Zostawiam do wystygnięcia...dolewam zimnego zsiadłego mleka i dodaję posiekaną sałatę, cienko poszatkowaną młodą cukinię lub ogórki, gotowane na twardo jajko (ma być gęsta) i wrzucam do lodówki...
Na drugi dzień, żaden upał mi nie straszny...:))
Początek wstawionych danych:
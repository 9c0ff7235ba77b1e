// Copyright 2026 the Bracken Authors
// SPDX-License-Identifier: Apache-2.0 OR MIT

//! Bracken Scene: a Kurbo-native scene registry with generational handles.
//!
//! Bracken Scene is the element-registry half of the Bracken workspace. It owns
//! a forest of elements, names display surfaces, and answers point picks.
//!
//! - Represents elements with surface-space bounds, z-order, and flags for
//!   visibility and pointer reactivity.
//! - Hands out generational [`ElementId`]/[`SurfaceId`] handles: a freed slot is
//!   reused with a bumped generation, so a stale handle fails lookups cleanly
//!   instead of aliasing a new element. Subsystems that hold handles across
//!   destruction (such as the crossing tracker in `bracken_crossing`) need no
//!   weak pointers.
//! - Maintains the per-element has-pointer reference count on behalf of the
//!   crossing subsystem: the flag means "at least one device rests here".
//! - Answers [`Scene::pick`] queries: the topmost visible, reactive element of
//!   a surface under a point.
//!
//! ## Not a layout engine
//!
//! This crate performs no layout and no transform math. Upstream code resolves
//! element positions into surface space and registers the resulting boxes,
//! z-order, and flags here.
//!
//! ## Example
//!
//! ```
//! use bracken_scene::{ElementDesc, Scene};
//! use kurbo::{Point, Rect};
//!
//! let mut scene = Scene::new();
//! let root = scene.insert(
//!     None,
//!     ElementDesc { bounds: Rect::new(0.0, 0.0, 200.0, 200.0), ..Default::default() },
//! );
//! let button = scene.insert(
//!     Some(root),
//!     ElementDesc { bounds: Rect::new(10.0, 10.0, 60.0, 40.0), z_index: 1, ..Default::default() },
//! );
//! let surface = scene.add_surface(root).unwrap();
//!
//! assert_eq!(scene.pick(surface, Point::new(20.0, 20.0)), Some(button));
//! assert_eq!(scene.pick(surface, Point::new(150.0, 150.0)), Some(root));
//!
//! // Removal reports the destroyed handles so trackers can drop them.
//! let destroyed = scene.remove(button);
//! assert_eq!(destroyed, vec![button]);
//! assert!(!scene.is_alive(button));
//! ```
//!
//! This crate is `no_std` and uses `alloc`.

#![no_std]

extern crate alloc;

mod scene;
mod types;

pub use scene::Scene;
pub use types::{ElementDesc, ElementFlags, ElementId, SurfaceId};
Następnym daniem , którego miejscowi nie znają , a wręcz uważają za szkodliwe, są ziemniaki ze zsiadłym mlekiem...wzbogacam je bądź cebulką podsmażaną na oliwie od baby, bądź też jajkiem sadzonym...;))
Brak komentarzy:
Prześlij komentarz
Twój komentarz jest wprawdzie moderowany, ale zawsze mile widziany...;))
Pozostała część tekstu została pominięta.